PAS: Le problème n’est pas lié au nombre d’hôpitaux. La question porte sur ce que nous offrons dans une institution. Il n’est pas nécessaire d’avoir une unité de chirurgie cardiaque dans chaque région du canton de Berne. Un service centralisé ferait l’affaire.
TC: Il est important de permettre l’accès aux soins à chacun. La distribution doit être juste! Prenons l’exemple de la Suède. Un pays gigantesque. Là-bas, certaines femmes peuvent parcourir jusqu’à 800 km, en avion en cas d’urgence, pour se rendre dans une maternité.

PR: Voudriez-vous aller aussi loin et demander à une habitante de l’Engadine de prendre l’avion à Samedan jusqu’à Berne pour aller accoucher?
TC: Cet exemple est extrême. Mais si nous voulons que le système se porte bien dans 20 ans, y compris dans le contexte de l’augmentation des frais d’investissement, il faut que nous centralisions certains services.

Interview: Patrick Rohr

PR: Là où le bât blesse, Monsieur Schnegg, c’est que chaque responsable politique qui veut fermer un hôpital commet un suicide politique, non?
PAS: Je peux tout à fait m’imaginer que certains directeurs de la santé voient les choses ainsi.

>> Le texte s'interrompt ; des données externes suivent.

use ragpipe_core::chunker::{calculate_size, Chunker};

const PROSE: &str = "The quick brown fox jumps over the lazy dog while the\n\n  \
    curious cat watches from a sunny windowsill, wondering why anyone would \
    bother jumping over dogs at all when there are perfectly good fences.";

fn words(segment: &str) -> Vec<&str> { segment.split(' ').collect() }

#[test]
fn splits_on_size_without_overlap() {
    let chunks = Chunker::new(10, 0).chunk_text("one two three four five six");
    assert_eq!(chunks, vec!["one two", "three", "four five", "six"]);
}

#[test]
fn empty_input_yields_no_segments() {
    assert!(Chunker::new(10, 2).chunk_text("").is_empty());
}

#[test]
fn whitespace_only_input_is_returned_verbatim() {
    let text = "  \n\t ";
    assert_eq!(Chunker::new(10, 2).chunk_text(text), vec![text.to_string()]);
}

#[test]
fn short_text_is_a_single_normalized_segment() {
    let chunks = Chunker::new(100, 5).chunk_text("  hello \n\n   world  ");
    assert_eq!(chunks, vec!["hello world"]);
}

#[test]
fn oversized_word_is_never_split() {
    let long = "supercalifragilisticexpialidocious";
    let chunks = Chunker::new(10, 0).chunk_text(&format!("a {long} b"));
    assert_eq!(chunks, vec!["a".to_string(), long.to_string(), "b".to_string()]);

    let alone = Chunker::new(5, 3).chunk_text(long);
    assert_eq!(alone, vec![long.to_string()]);
}

#[test]
fn overlap_carries_trailing_words_forward() {
    let text = "alpha bravo charlie delta echo foxtrot golf hotel";
    let chunks = Chunker::new(20, 2).chunk_text(text);
    assert!(chunks.len() > 1);
    for pair in chunks.windows(2) {
        let prev = words(&pair[0]);
        let next = words(&pair[1]);
        let carried = 2.min(prev.len());
        let tail = &prev[prev.len() - carried..];
        assert_eq!(&next[..carried], tail, "{:?} -> {:?}", pair[0], pair[1]);
    }
}

#[test]
fn every_non_empty_input_yields_non_empty_segments() {
    for size in [1usize, 5, 16, 40, 200] {
        for overlap in [0usize, 1, 3] {
            let chunks = Chunker::new(size, overlap).chunk_text(PROSE);
            assert!(!chunks.is_empty(), "size={size} overlap={overlap}");
            assert!(chunks.iter().all(|c| !c.is_empty()), "size={size} overlap={overlap}");
        }
    }
}

#[test]
fn segments_respect_size_bound_unless_a_single_word() {
    for size in [8usize, 16, 32, 64] {
        for chunk in Chunker::new(size, 0).chunk_text(PROSE) {
            let ws = words(&chunk);
            assert!(
                calculate_size(&ws) <= size || ws.len() == 1,
                "size={size} chunk={chunk:?}"
            );
        }
    }
}

#[test]
fn segments_without_overlap_reconstruct_the_token_stream() {
    let chunks = Chunker::new(24, 0).chunk_text(PROSE);
    let rejoined = chunks.join(" ");
    let original: Vec<&str> = PROSE.split_whitespace().collect();
    assert_eq!(rejoined, original.join(" "));
}

#[test]
fn segments_with_overlap_reconstruct_after_dropping_carried_words() {
    let overlap = 2;
    let chunks = Chunker::new(24, overlap).chunk_text(PROSE);
    let mut stream: Vec<&str> = Vec::new();
    let mut prev_len = 0usize;
    for (i, chunk) in chunks.iter().enumerate() {
        let ws = words(chunk);
        let skip = if i == 0 { 0 } else { overlap.min(prev_len) };
        stream.extend_from_slice(&ws[skip..]);
        prev_len = ws.len();
    }
    let original: Vec<&str> = PROSE.split_whitespace().collect();
    assert_eq!(stream, original);
}

#[test]
fn overlap_word_selection() {
    let ws = ["one", "two", "three", "four", "five"];
    assert_eq!(Chunker::new(10, 2).overlap_words(&ws), &["four", "five"]);
    assert_eq!(Chunker::new(10, 9).overlap_words(&ws), &ws[..]);
    assert!(Chunker::new(10, 0).overlap_words(&ws).is_empty());
    assert!(Chunker::new(10, 3).overlap_words(&[]).is_empty());
}

#[test]
fn size_calculation() {
    assert_eq!(calculate_size(&[]), 0);
    assert_eq!(calculate_size(&["hello"]), 5);
    assert_eq!(calculate_size(&["one", "two", "three"]), 13);
}

#[test]
fn chunker_is_usable_as_a_capability() {
    use ragpipe_core::traits::TextChunker;
    let chunker: Box<dyn TextChunker> = Box::new(Chunker::new(10, 0));
    assert_eq!(chunker.chunk_text("one two three").len(), 2);
}
//! Wiring from loaded settings to a ready [`Pipeline`].

use std::sync::Arc;

use anyhow::{Context, Result};
use tracing::info;

use ragpipe_core::config::Settings;
use ragpipe_embed::get_default_providers;
use ragpipe_vector::LanceIndex;

use crate::{Pipeline, PipelineConfig};

/// Build the production pipeline: providers per `embedding.provider`, LanceDB at `store.uri`.
pub async fn from_settings(settings: &Settings) -> Result<Pipeline> {
    let providers = get_default_providers(settings)?;
    let index = LanceIndex::connect(&settings.store.uri, &settings.store.table)
        .await
        .with_context(|| format!("opening vector store at {}", settings.store.uri))?;
    info!(uri = %settings.store.uri, table = %settings.store.table, "opened vector store");
    let config = PipelineConfig::from(&settings.rag);
    let pipeline = Pipeline::new(config, providers.embedder, Arc::new(index), providers.answerer)
        .await
        .context("initializing pipeline")?;
    Ok(pipeline)
}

PR: Mais en ce moment, vous sentez des vents contraires violents qui soufflent de l’Oberland, où vous voudriez cesser de subventionner l’hôpital de Zweisimmen.
PAS: Cela m’est tout à fait égal! Je préférerais ne pas être réélu plutôt que de prendre une mauvaise décision.
TC: Je suis heureux de vous l’entendre dire!
PAS: Je savais que cette décision ne serait pas propice à ma réélection. Beaucoup de gens m’ont interrogé sur les raisons de ce choix, juste avant les élections. Mais c’est exactement le problème qui se pose en politique: nous devons systématiquement prendre des décisions sur la base de la question de ce qui est utile ou non à la population.

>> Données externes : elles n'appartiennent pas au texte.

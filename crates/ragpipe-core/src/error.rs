use std::fmt;
use std::time::Duration;

use thiserror::Error;

#[derive(Debug, Error)]
pub enum Error {
    #[error("Invalid configuration: {0}")]
    InvalidConfig(String),

    #[error("Not found: {0}")]
    NotFound(String),

    #[error("Operation failed: {0}")]
    Operation(String),
}

pub type Result<T> = std::result::Result<T, Error>;

/// Failures reported by an embedding or answer-generation backend.
#[derive(Debug, Error)]
pub enum ProviderError {
    #[error("request failed: {0}")]
    Request(String),

    #[error("provider returned {status}: {body}")]
    Status { status: u16, body: String },

    #[error("empty response: {0}")]
    EmptyResponse(String),

    #[error("embedding has {actual} dimensions, expected {expected}")]
    DimensionMismatch { expected: usize, actual: usize },

    #[error("timed out after {0:?}")]
    Timeout(Duration),
}

/// Failures reported by a vector index backend.
#[derive(Debug, Error)]
pub enum StoreError {
    #[error("connection failed: {0}")]
    Connection(String),

    #[error("schema error: {0}")]
    Schema(String),

    #[error("index not provisioned: call ensure_ready first")]
    NotReady,

    #[error("vector has {actual} dimensions, index expects {expected}")]
    DimensionMismatch { expected: usize, actual: usize },

    #[error("write failed: {0}")]
    Write(String),

    #[error("query failed: {0}")]
    Query(String),

    #[error("timed out after {0:?}")]
    Timeout(Duration),
}

/// What an embedding request was computed for.
#[derive(Debug, Clone, Copy, PartialEq, Eq)]
pub enum EmbedTarget {
    Segment(usize),
    Query,
}

impl fmt::Display for EmbedTarget {
    fn fmt(&self, f: &mut fmt::Formatter<'_>) -> fmt::Result {
        match self {
            EmbedTarget::Segment(index) => write!(f, "chunk {index}"),
            EmbedTarget::Query => f.write_str("query"),
        }
    }
}

/// Caller-visible failures of the ingest / retrieve flows.
#[derive(Debug, Error)]
pub enum PipelineError {
    #[error("no chunks created from text")]
    NoContent,

    #[error("failed to generate embedding for {target}: {source}")]
    EmbeddingFailed {
        target: EmbedTarget,
        #[source]
        source: ProviderError,
    },

    #[error("failed to upsert points: {0}")]
    IndexWriteFailed(#[source] StoreError),

    #[error("failed to search: {0}")]
    SearchFailed(#[source] StoreError),

    #[error("no relevant documents found")]
    NoResults,

    #[error("failed to generate answer: {0}")]
    AnswerFailed(#[source] ProviderError),

    #[error("failed to ensure collection: {0}")]
    Provisioning(#[source] StoreError),
}

/// Stable discriminant used by boundaries to pick a client-facing status.
#[derive(Debug, Clone, Copy, PartialEq, Eq, Hash)]
pub enum ErrorKind {
    NoContent,
    EmbeddingFailed,
    IndexWriteFailed,
    SearchFailed,
    NoResults,
    AnswerFailed,
    Provisioning,
}

impl ErrorKind {
    pub fn as_str(self) -> &'static str {
        match self {
            ErrorKind::NoContent => "no_content",
            ErrorKind::EmbeddingFailed => "embedding_failed",
            ErrorKind::IndexWriteFailed => "index_write_failed",
            ErrorKind::SearchFailed => "search_failed",
            ErrorKind::NoResults => "no_results",
            ErrorKind::AnswerFailed => "answer_failed",
            ErrorKind::Provisioning => "provisioning",
        }
    }

    /// Malformed input as opposed to a downstream failure.
    pub fn is_client_error(self) -> bool {
        matches!(self, ErrorKind::NoContent)
    }
}

impl PipelineError {
    pub fn kind(&self) -> ErrorKind {
        match self {
            PipelineError::NoContent => ErrorKind::NoContent,
            PipelineError::EmbeddingFailed { .. } => ErrorKind::EmbeddingFailed,
            PipelineError::IndexWriteFailed(_) => ErrorKind::IndexWriteFailed,
            PipelineError::SearchFailed(_) => ErrorKind::SearchFailed,
            PipelineError::NoResults => ErrorKind::NoResults,
            PipelineError::AnswerFailed(_) => ErrorKind::AnswerFailed,
            PipelineError::Provisioning(_) => ErrorKind::Provisioning,
        }
    }
}

#[cfg(test)]
mod tests {
    use super::*;

    #[test]
    fn embedding_failure_names_the_segment() {
        let err = PipelineError::EmbeddingFailed {
            target: EmbedTarget::Segment(3),
            source: ProviderError::Request("connection reset".to_string()),
        };
        assert_eq!(
            err.to_string(),
            "failed to generate embedding for chunk 3: request failed: connection reset"
        );
        assert_eq!(err.kind(), ErrorKind::EmbeddingFailed);
    }

    #[test]
    fn query_embedding_failure_names_the_query() {
        let err = PipelineError::EmbeddingFailed {
            target: EmbedTarget::Query,
            source: ProviderError::Timeout(Duration::from_secs(2)),
        };
        assert_eq!(err.to_string(), "failed to generate embedding for query: timed out after 2s");
    }

    #[test]
    fn store_errors_keep_their_source() {
        use std::error::Error as _;
        let err = PipelineError::IndexWriteFailed(StoreError::Write("disk full".to_string()));
        assert_eq!(err.to_string(), "failed to upsert points: write failed: disk full");
        let source = err.source().map(ToString::to_string);
        assert_eq!(source.as_deref(), Some("write failed: disk full"));
    }

    #[test]
    fn only_no_content_is_a_client_error() {
        let all = [
            ErrorKind::NoContent,
            ErrorKind::EmbeddingFailed,
            ErrorKind::IndexWriteFailed,
            ErrorKind::SearchFailed,
            ErrorKind::NoResults,
            ErrorKind::AnswerFailed,
            ErrorKind::Provisioning,
        ];
        let client: Vec<_> = all.iter().filter(|k| k.is_client_error()).collect();
        assert_eq!(client, vec![&ErrorKind::NoContent]);
        let names: std::collections::HashSet<_> = all.iter().map(|k| k.as_str()).collect();
        assert_eq!(names.len(), all.len(), "kind names are distinct");
    }

    #[test]
    fn config_error_display() {
        let err = Error::InvalidConfig("openai.api_key is required".to_string());
        assert_eq!(err.to_string(), "Invalid configuration: openai.api_key is required");
    }
}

PR: Si tous les politiques réfléchissaient de la sorte, tous les problèmes trouveraient-ils une solution, Monsieur Cerny?
TC: Je suis persuadé que les gens sont de plus en plus nombreux à constater que les responsables politiques qui s’exposent s’engagent véritablement en faveur de la population. Je suis persuadé, Monsieur Schnegg, qu’il y a des gens qui vous ont précisément élu grâce à cette décision. Avec de bons arguments, on peut réussir à convaincre les gens. Tout est dans la communication. Si un hôpital est le principal employeur d’une région, il faut être capable de proposer des solutions de rechange. Si une décision est intégrée à une politique globale, les gens jouent le jeu. Verena Diener, en tant que directrice de la santé, a fermé des hôpitaux à Zurich, ce qui ne l’a pas empêchée de se faire réélire. Elle est même entrée au Conseil des Etats. Et pourquoi? Parce qu’elle a réussi à expliquer clairement à la population que la fermeture n’impliquerait pas la mort de la région, car il y aurait de nouveaux besoins (aide et soins à domicile, soins palliatifs) nécessitant également du personnel.

PR: Vous êtes d’accord, Monsieur Schnegg?
PAS: Mon avis sur la question n’est pas très différent du vôtre, Monsieur Cerny. Nous devons nous préparer à l’avenir. Et peut-être qu’à un moment donné, il faudra se demander si les 26 cantons représentent encore la bonne structure organisationnelle. Si ce n’est plus le cas pour la santé, ce constat s’étend peut-être à d’autres domaines: formation, transports, etc.
TC: Dans un monde où l’Asie se développe à pas de géant, comment pouvons-nous être compétitifs avec nos structures exiguës? Cela peut encore fonctionner au niveau de l’école primaire, mais pas au-delà.

Thomas Cerny

Le professeur Thomas Cerny est président de la fondation de la Recherche suisse contre le cancer, membre du comité de la Ligue suisse contre le cancer et d’Oncosuisse et expert chez Swissmedic. Avant son départ à la retraite en 2017, il était médecin-chef au service d’onco-hématologie de l’Hôpital cantonal de St-Gall.

Pierre Alain Schnegg

Pierre Alain Schnegg est directeur de la santé publique et de la prévoyance sociale du canton de Berne depuis 2016. Auparavant, il était membre du Grand Conseil UDC et de la Commission de la santé et des affaires sociales du parlement cantonal bernois ainsi que chef d’entreprise.

Patrick Rohr

Patrick Rohr est journaliste et photographe. A Zurich, il possède sa propre agence de communication et de production médiatique. Il a été rédacteur et animateur dans des émissions de la télévision suisse alémanique («Schweiz aktuell», «Arena», «Quer», etc.) jusqu’en 2007.